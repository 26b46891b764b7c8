use pinyin_fmmseg::dictionary_lib::PinyinDictionary;
use pinyin_fmmseg::{PinyinConverter, Segment};

fn dictionary(phrases: &[(&str, &str)], characters: &[(&str, &[&str])]) -> PinyinDictionary {
    PinyinDictionary::from_pairs(
        phrases
            .iter()
            .map(|(k, v)| (k.to_string(), v.to_string())),
        characters.iter().map(|(k, v)| {
            (
                k.chars().next().unwrap(),
                v.iter().map(|s| s.to_string()).collect(),
            )
        }),
    )
}

#[cfg(test)]
mod tests {
    use super::*;

    #[test]
    fn phrase_hit_test() {
        let converter = PinyinConverter::new(dictionary(&[("你好", "ni hao")], &[]));
        assert_eq!(converter.convert("你好"), "ni hao");
    }

    #[test]
    fn ascii_passthrough_test() {
        let converter = PinyinConverter::default();
        assert_eq!(converter.convert("abc123"), "a b c 1 2 3");
    }

    #[test]
    fn ascii_punctuation_passthrough_test() {
        let converter = PinyinConverter::default();
        assert_eq!(converter.convert("a,b!"), "a , b !");
        assert_eq!(converter.convert("@$"), "@ $");
    }

    #[test]
    fn fullwidth_punctuation_test() {
        let converter = PinyinConverter::default();
        assert_eq!(converter.convert("。"), ".");
        assert_eq!(converter.convert("，"), ",");
        assert_eq!(converter.convert("“”"), "\" \"");
        assert_eq!(converter.convert("（）"), "( )");
    }

    #[test]
    fn unknown_character_test() {
        let converter = PinyinConverter::default();
        assert_eq!(converter.convert("龘"), "?");
        // astral-plane characters get the same marker treatment
        assert_eq!(converter.convert("𠀀"), "?");
    }

    #[test]
    fn space_is_not_a_known_token_test() {
        // ASCII space is in no table and not in the punctuation set
        let converter = PinyinConverter::default();
        assert_eq!(converter.convert("a b"), "a ? b");
    }

    #[test]
    fn char_table_hit_test() {
        let converter =
            PinyinConverter::new(dictionary(&[], &[("中", &["zhong", "zhong4"])]));
        assert_eq!(converter.convert("中"), "zhong");
    }

    #[test]
    fn char_table_wins_over_phrase_scan_test() {
        // '中' appears inside a phrase, but the character table must answer first
        let converter = PinyinConverter::new(dictionary(
            &[("中国", "wrong guo")],
            &[("中", &["zhong"])],
        ));
        assert_eq!(converter.convert("中"), "zhong");
    }

    #[test]
    fn phrase_scan_fallback_test() {
        let converter = PinyinConverter::new(dictionary(&[("你好", "ni hao")], &[]));
        assert_eq!(converter.convert("好"), "hao");
    }

    #[test]
    fn phrase_scan_first_match_wins_test() {
        let forward = PinyinConverter::new(dictionary(
            &[("大好", "da4 hao4"), ("好人", "hao3 ren2")],
            &[],
        ));
        assert_eq!(forward.convert("好"), "hao4");

        let reversed = PinyinConverter::new(dictionary(
            &[("好人", "hao3 ren2"), ("大好", "da4 hao4")],
            &[],
        ));
        assert_eq!(reversed.convert("好"), "hao3");
    }

    #[test]
    fn phrase_scan_skips_mismatched_reading_test() {
        // first entry has one token for two characters; scan moves on
        let converter = PinyinConverter::new(dictionary(
            &[("你好", "nihao"), ("大好", "da hao")],
            &[],
        ));
        assert_eq!(converter.convert("好"), "hao");

        let only_bad = PinyinConverter::new(dictionary(&[("你好", "nihao")], &[]));
        assert_eq!(only_bad.convert("好"), "?");
    }

    #[test]
    fn mismatched_phrase_still_hits_as_whole_test() {
        // a token-count mismatch only disables the fallback path; a direct
        // phrase hit returns the stored reading verbatim
        let converter = PinyinConverter::new(dictionary(&[("你好", "nihao")], &[]));
        assert_eq!(converter.convert("你好"), "nihao");
    }

    #[test]
    fn greedy_longest_match_test() {
        let converter = PinyinConverter::new(dictionary(
            &[("你好", "ni hao"), ("你好吗", "ni hao ma")],
            &[],
        ));
        assert_eq!(converter.convert("你好吗"), "ni hao ma");
    }

    #[test]
    fn greedy_is_not_globally_optimal_test() {
        // FMM takes 中国 at position 0 and never revisits, even though
        // 国人 would have matched one character later
        let converter = PinyinConverter::new(dictionary(
            &[("中国", "zhong guo"), ("国人", "guo ren")],
            &[],
        ));
        let segments = converter.segment("中国人");
        assert_eq!(
            segments,
            vec![
                Segment::Phrase("中国".to_string()),
                Segment::Char('人'),
            ]
        );
        assert_eq!(converter.convert("中国人"), "zhong guo ren");
    }

    #[test]
    fn single_char_phrase_entry_test() {
        // a length-1 phrase key segments as a character and resolves
        // through the phrase-scan fallback
        let converter = PinyinConverter::new(dictionary(&[("你", "ni")], &[]));
        assert_eq!(converter.segment("你"), vec![Segment::Char('你')]);
        assert_eq!(converter.convert("你"), "ni");
    }

    #[test]
    fn segmentation_covers_input_test() {
        let converter = PinyinConverter::new(dictionary(
            &[("你好", "ni hao"), ("世界", "shi jie")],
            &[("中", &["zhong"])],
        ));
        let input = "abc你好,世界！中x龘";
        let segments = converter.segment(input);
        let total: usize = segments.iter().map(|s| s.char_len()).sum();
        assert_eq!(total, input.chars().count());

        let output = converter.convert(input);
        // each two-syllable phrase reading splits into one extra word
        assert_eq!(output.split(' ').count(), segments.len() + 2);
    }

    #[test]
    fn token_count_matches_segments_test() {
        // with single-syllable readings only, output tokens == segments
        let converter = PinyinConverter::new(dictionary(&[], &[("中", &["zhong"])]));
        let input = "ab中。";
        let segments = converter.segment(input);
        let output = converter.convert(input);
        assert_eq!(output.split(' ').count(), segments.len());
        assert_eq!(output, "a b zhong .");
    }

    #[test]
    fn determinism_test() {
        let converter = PinyinConverter::new(dictionary(
            &[("你好", "ni hao"), ("大好", "da hao")],
            &[("中", &["zhong"])],
        ));
        let input = "你好中好abc，龘";
        assert_eq!(converter.convert(input), converter.convert(input));
    }

    #[test]
    fn empty_input_test() {
        let converter = PinyinConverter::default();
        assert_eq!(converter.convert(""), "");
        assert!(converter.segment("").is_empty());
    }

    #[test]
    fn max_phrase_len_test() {
        assert_eq!(PinyinConverter::default().max_phrase_len(), 4);

        let converter = PinyinConverter::new(dictionary(
            &[("中华人民共和国", "zhong hua ren min gong he guo")],
            &[],
        ));
        assert_eq!(converter.max_phrase_len(), 7);
        assert_eq!(
            converter.convert("中华人民共和国"),
            "zhong hua ren min gong he guo"
        );
    }

    #[test]
    fn mixed_text_test() {
        let converter = PinyinConverter::new(dictionary(
            &[("你好", "ni hao"), ("世界", "shi jie")],
            &[("龙", &["long"]), ("马", &["ma"])],
        ));
        assert_eq!(
            converter.convert("Hi你好，世界！龙马2024"),
            "H i ni hao , shi jie ! long ma 2 0 2 4"
        );
    }
}
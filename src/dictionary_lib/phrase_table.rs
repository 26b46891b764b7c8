use rustc_hash::FxHashMap;
use serde::{Deserialize, Serialize};

use crate::debug_note;

/// Ordered phrase dictionary with a tracked maximum key length.
///
/// `PhraseTable` maps multi-character phrases to a single reading string
/// whose syllables are space-joined, one per character, left to right.
/// Entries are held in **insertion order** in a `Vec`; that order is part
/// of the observable behavior, because the per-character fallback scan in
/// the converter walks the entries front to back and returns the first
/// phrase containing the wanted character. Re-serializing a dictionary in
/// a different order can therefore change fallback output. This is a
/// documented fragility of the format, preserved as-is.
///
/// Exact lookups go through a hash index (`FxHashMap`) keyed by
/// `Box<[char]>`, so segmentation can probe candidate `&[char]` windows
/// without allocating. The index is a runtime accelerator: it is skipped
/// during serialization and rebuilt after loading.
///
/// # Example
/// ```
/// use pinyin_fmmseg::dictionary_lib::PhraseTable;
///
/// let table = PhraseTable::build_from_pairs(vec![
///     ("你好".to_string(), "ni hao".to_string()),
///     ("世界".to_string(), "shi jie".to_string()),
/// ]);
///
/// assert_eq!(table.max_len, 2);
/// assert_eq!(table.get(&['你', '好']), Some("ni hao"));
/// assert_eq!(table.len(), 2);
/// ```
#[derive(Serialize, Deserialize, Debug, Default)]
pub struct PhraseTable {
    /// Entries in insertion order: `(phrase, reading)`.
    ///
    /// The reading is stored verbatim; a phrase hit during conversion
    /// returns it untouched, whatever its token count.
    #[serde(default)]
    entries: Vec<(String, String)>,

    /// Maximum key length in characters across the table.
    ///
    /// Bounds the probing window during forward maximum matching.
    #[serde(default)]
    pub max_len: usize,

    /// Runtime-only exact-lookup index: phrase chars → entry position.
    #[serde(skip)]
    #[serde(default)]
    index: FxHashMap<Box<[char]>, usize>,
}

impl PhraseTable {
    /// Builds a table from `(phrase, reading)` pairs, preserving the
    /// iteration order of `pairs` as the entry order.
    ///
    /// Duplicate keys are **first-wins**: the later pair is dropped and a
    /// note is printed in debug builds when the readings differ. Empty
    /// keys are rejected the same way.
    pub fn build_from_pairs<I>(pairs: I) -> Self
    where
        I: IntoIterator<Item = (String, String)>,
    {
        let mut table = PhraseTable::default();
        for (phrase, reading) in pairs {
            table.insert(phrase, reading);
        }
        table
    }

    fn insert(&mut self, phrase: String, reading: String) {
        if phrase.is_empty() {
            debug_note!("empty phrase key ignored");
            return;
        }
        let key: Box<[char]> = phrase.chars().collect();
        if let Some(&existing) = self.index.get(key.as_ref()) {
            if self.entries[existing].1 != reading {
                debug_note!(
                    "duplicate phrase ignored (first-wins): key={} kept={} dropped={}",
                    phrase,
                    self.entries[existing].1,
                    reading
                );
            }
            return;
        }
        if self.max_len < key.len() {
            self.max_len = key.len();
        }
        self.index.insert(key, self.entries.len());
        self.entries.push((phrase, reading));
    }

    /// Rebuilds the runtime index and `max_len` from `entries`.
    ///
    /// Must be called after deserialization, before the table is used for
    /// lookups. Loaders in this crate do this automatically.
    pub fn rebuild_index(&mut self) {
        self.index.clear();
        self.max_len = 0;
        for (pos, (phrase, _)) in self.entries.iter().enumerate() {
            let key: Box<[char]> = phrase.chars().collect();
            if self.index.contains_key(key.as_ref()) {
                debug_note!("duplicate phrase in serialized table: key={}", phrase);
                continue;
            }
            if self.max_len < key.len() {
                self.max_len = key.len();
            }
            self.index.insert(key, pos);
        }
    }

    /// Exact lookup by a character window, allocation-free on the key side.
    pub fn get(&self, key: &[char]) -> Option<&str> {
        self.index
            .get(key)
            .map(|&pos| self.entries[pos].1.as_str())
    }

    /// Exact lookup by string key.
    pub fn get_str(&self, key: &str) -> Option<&str> {
        let chars: Vec<char> = key.chars().collect();
        self.get(&chars)
    }

    /// Tests whether a character window is a phrase key.
    #[inline]
    pub fn contains(&self, key: &[char]) -> bool {
        self.index.contains_key(key)
    }

    /// Iterates `(phrase, reading)` pairs in insertion order.
    pub fn iter(&self) -> impl Iterator<Item = (&str, &str)> {
        self.entries.iter().map(|(p, r)| (p.as_str(), r.as_str()))
    }

    pub fn len(&self) -> usize {
        self.entries.len()
    }

    pub fn is_empty(&self) -> bool {
        self.entries.is_empty()
    }
}
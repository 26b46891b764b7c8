use serde::{Deserialize, Serialize};
use serde_cbor::from_slice;
use std::error::Error;
use std::fs;
use std::fs::File;
use std::io::{BufReader, BufWriter};
use std::path::Path;
use zstd::{Decoder, Encoder};

mod char_table;
mod phrase_table;

pub use char_table::CharTable;
pub use phrase_table::PhraseTable;

/// Print a developer note to **stderr** in debug builds; no-op in release.
///
/// Accepts the same syntax as [`eprintln!`]. Used for soft diagnostics
/// while loading user-supplied dictionaries (duplicate keys, empty
/// candidate lists) that should never fail a load or spam release users.
#[macro_export]
macro_rules! debug_note {
    ($($arg:tt)*) => {
        #[allow(unused)]
        {
            if cfg!(debug_assertions) {
                eprintln!($($arg)*);
            }
        }
    };
}

/// The two read-only lookup tables consumed by the converter.
///
/// A `PinyinDictionary` is an explicit, immutable configuration object:
/// it is handed to [`PinyinConverter::new`](crate::PinyinConverter::new)
/// and never mutated afterwards, so multiple converters (or tests) can
/// each carry their own dictionary in isolation. Construction never
/// fails on empty tables.
#[derive(Serialize, Deserialize, Default)]
pub struct PinyinDictionary {
    pub phrases: PhraseTable,
    pub characters: CharTable,
}

impl PinyinDictionary {
    /// Loads the plain-text dictionaries from the local `dicts/` folder.
    ///
    /// Expects `dicts/phrases.txt` (`phrase reading…` per line, syllables
    /// whitespace-separated) and `dicts/characters.txt` (`char reading…`
    /// per line, candidates whitespace-separated, canonical first).
    pub fn from_dicts() -> Result<Self, DictionaryError> {
        let phrases_path = "dicts/phrases.txt";
        let characters_path = "dicts/characters.txt";

        fn read(path: &str) -> Result<String, DictionaryError> {
            fs::read_to_string(path).map_err(|err| {
                DictionaryError::IoError(format!("Failed to read file {}: {}", path, err))
            })
        }

        Ok(Self::from_texts(
            &read(phrases_path)?,
            &read(characters_path)?,
        ))
    }

    /// Parses phrase and character tables from in-memory text.
    ///
    /// Malformed lines are reported to stderr and skipped; a bad line
    /// never fails the load. Blank lines and `#` comments are ignored.
    pub fn from_texts(phrase_content: &str, char_content: &str) -> Self {
        PinyinDictionary {
            phrases: Self::load_phrase_table(phrase_content),
            characters: Self::load_char_table(char_content),
        }
    }

    /// Builds a dictionary from in-memory pairs, mainly for tests and
    /// embedding callers that bring their own data source.
    pub fn from_pairs<P, C>(phrase_pairs: P, char_pairs: C) -> Self
    where
        P: IntoIterator<Item = (String, String)>,
        C: IntoIterator<Item = (char, Vec<String>)>,
    {
        PinyinDictionary {
            phrases: PhraseTable::build_from_pairs(phrase_pairs),
            characters: CharTable::build_from_pairs(char_pairs),
        }
    }

    fn load_phrase_table(content: &str) -> PhraseTable {
        let mut pairs = Vec::new();
        for line in content.lines() {
            if line.trim().is_empty() || line.starts_with('#') {
                continue;
            }
            let parts: Vec<&str> = line.split_whitespace().collect();
            if parts.len() >= 2 {
                pairs.push((parts[0].to_string(), parts[1..].join(" ")));
            } else {
                eprintln!("Invalid line format: {}", line);
            }
        }
        PhraseTable::build_from_pairs(pairs)
    }

    fn load_char_table(content: &str) -> CharTable {
        let mut pairs = Vec::new();
        for line in content.lines() {
            if line.trim().is_empty() || line.starts_with('#') {
                continue;
            }
            let parts: Vec<&str> = line.split_whitespace().collect();
            if parts.len() < 2 {
                eprintln!("Invalid line format: {}", line);
                continue;
            }
            let mut key_chars = parts[0].chars();
            match (key_chars.next(), key_chars.next()) {
                (Some(ch), None) => {
                    let candidates = parts[1..].iter().map(|s| s.to_string()).collect();
                    pairs.push((ch, candidates));
                }
                _ => eprintln!("Invalid line format: {}", line),
            }
        }
        CharTable::build_from_pairs(pairs)
    }

    /// Reads a dictionary from a JSON artifact.
    pub fn from_json<P: AsRef<Path>>(path: P) -> Result<Self, DictionaryError> {
        let json_string = fs::read_to_string(&path)
            .map_err(|err| DictionaryError::IoError(format!("Failed to read JSON file: {}", err)))?;
        let dictionary: PinyinDictionary = serde_json::from_str(&json_string).map_err(|err| {
            DictionaryError::ParseError(format!("Failed to deserialize JSON: {}", err))
        })?;
        Ok(dictionary.finish_load())
    }

    /// Serializes the dictionary to a JSON artifact.
    pub fn serialize_to_json<P: AsRef<Path>>(&self, path: P) -> Result<(), DictionaryError> {
        let json_string = serde_json::to_string(self).map_err(|err| {
            DictionaryError::ParseError(format!("Failed to serialize JSON: {}", err))
        })?;
        fs::write(&path, json_string)
            .map_err(|err| DictionaryError::IoError(format!("Failed to write JSON file: {}", err)))
    }

    /// Serializes the dictionary to a CBOR artifact.
    pub fn serialize_to_cbor<P: AsRef<Path>>(&self, path: P) -> Result<(), DictionaryError> {
        let cbor_data = serde_cbor::to_vec(self).map_err(|err| {
            DictionaryError::ParseError(format!("Failed to serialize to CBOR: {}", err))
        })?;
        fs::write(&path, cbor_data)
            .map_err(|err| DictionaryError::IoError(format!("Failed to write CBOR file: {}", err)))
    }

    /// Reads a dictionary from a CBOR artifact.
    pub fn deserialize_from_cbor<P: AsRef<Path>>(path: P) -> Result<Self, DictionaryError> {
        let cbor_data = fs::read(&path)
            .map_err(|err| DictionaryError::IoError(format!("Failed to read CBOR file: {}", err)))?;
        let dictionary: PinyinDictionary = from_slice(&cbor_data).map_err(|err| {
            DictionaryError::ParseError(format!("Failed to deserialize CBOR: {}", err))
        })?;
        Ok(dictionary.finish_load())
    }

    fn finish_load(mut self) -> Self {
        self.phrases.rebuild_index();
        self
    }
}

/// Writes a dictionary as zstd-compressed CBOR.
pub fn save_compressed(dictionary: &PinyinDictionary, path: &str) -> Result<(), DictionaryError> {
    let file = File::create(path).map_err(|e| DictionaryError::IoError(e.to_string()))?;
    let writer = BufWriter::new(file);
    let mut encoder =
        Encoder::new(writer, 3).map_err(|e| DictionaryError::IoError(e.to_string()))?;
    serde_cbor::to_writer(&mut encoder, dictionary)
        .map_err(|e| DictionaryError::ParseError(e.to_string()))?;
    encoder
        .finish()
        .map_err(|e| DictionaryError::IoError(e.to_string()))?;
    Ok(())
}

/// Reads a dictionary written by [`save_compressed`].
pub fn load_compressed(path: &str) -> Result<PinyinDictionary, DictionaryError> {
    let file = File::open(path).map_err(|e| DictionaryError::IoError(e.to_string()))?;
    let reader = BufReader::new(file);
    let mut decoder = Decoder::new(reader).map_err(|e| DictionaryError::IoError(e.to_string()))?;
    let dictionary: PinyinDictionary = serde_cbor::from_reader(&mut decoder)
        .map_err(|e| DictionaryError::ParseError(e.to_string()))?;
    Ok(dictionary.finish_load())
}

#[derive(Debug)]
pub enum DictionaryError {
    IoError(String),
    ParseError(String),
}

impl std::fmt::Display for DictionaryError {
    fn fmt(&self, f: &mut std::fmt::Formatter<'_>) -> std::fmt::Result {
        match self {
            DictionaryError::IoError(msg) => write!(f, "I/O Error: {}", msg),
            DictionaryError::ParseError(msg) => write!(f, "Parse Error: {}", msg),
        }
    }
}

impl Error for DictionaryError {}

#[cfg(test)]
mod tests {
    use super::*;

    #[test]
    fn test_load_phrase_table_joins_reading_tokens() {
        let dictionary = PinyinDictionary::from_texts(
            "你好\tni hao\n中华人民共和国 zhong hua ren min gong he guo\n",
            "",
        );
        assert_eq!(dictionary.phrases.get_str("你好"), Some("ni hao"));
        assert_eq!(
            dictionary.phrases.get_str("中华人民共和国"),
            Some("zhong hua ren min gong he guo")
        );
        assert_eq!(dictionary.phrases.max_len, 7);
    }

    #[test]
    fn test_load_skips_malformed_lines() {
        let dictionary = PinyinDictionary::from_texts(
            "# comment\n你好 ni hao\nbroken_line_without_reading\n\n",
            "好 hao hao\n多字 duo zi\n",
        );
        assert_eq!(dictionary.phrases.len(), 1);
        // a multi-char key is not a valid character entry
        assert_eq!(dictionary.characters.len(), 1);
        assert_eq!(dictionary.characters.first('好'), Some("hao"));
    }

    #[test]
    fn test_duplicate_phrase_first_wins() {
        let table = PhraseTable::build_from_pairs(vec![
            ("你好".to_string(), "ni hao".to_string()),
            ("你好".to_string(), "nei hou".to_string()),
        ]);
        assert_eq!(table.len(), 1);
        assert_eq!(table.get_str("你好"), Some("ni hao"));
    }

    #[test]
    fn test_char_table_candidates_keep_order() {
        let table = CharTable::build_from_pairs(vec![(
            '行',
            vec!["xing".to_string(), "hang".to_string()],
        )]);
        assert_eq!(table.first('行'), Some("xing"));
        assert_eq!(table.candidates('行').map(|c| c.len()), Some(2));
        assert_eq!(table.first('走'), None);
    }
}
----
AIM OF THE EXERCISE: Using the listing, collect all lines in which the string "ParseError" is found.

OUTPUT BELOW:
            DictionaryError::ParseError(format!("Failed to deserialize JSON: {}", err))
            DictionaryError::ParseError(format!("Failed to serialize JSON: {}", err))
            DictionaryError::ParseError(format!("Failed to serialize to CBOR: {}", err))
            DictionaryError::ParseError(format!("Failed to deserialize CBOR: {}", err))
        .map_err(|e| DictionaryError::ParseError(e.to_string()))?;
        .map_err(|e| DictionaryError::ParseError(e.to_string()))?;
    ParseError(String),
            DictionaryError::ParseError(msg) => write!(f, "Parse Error: {}", msg),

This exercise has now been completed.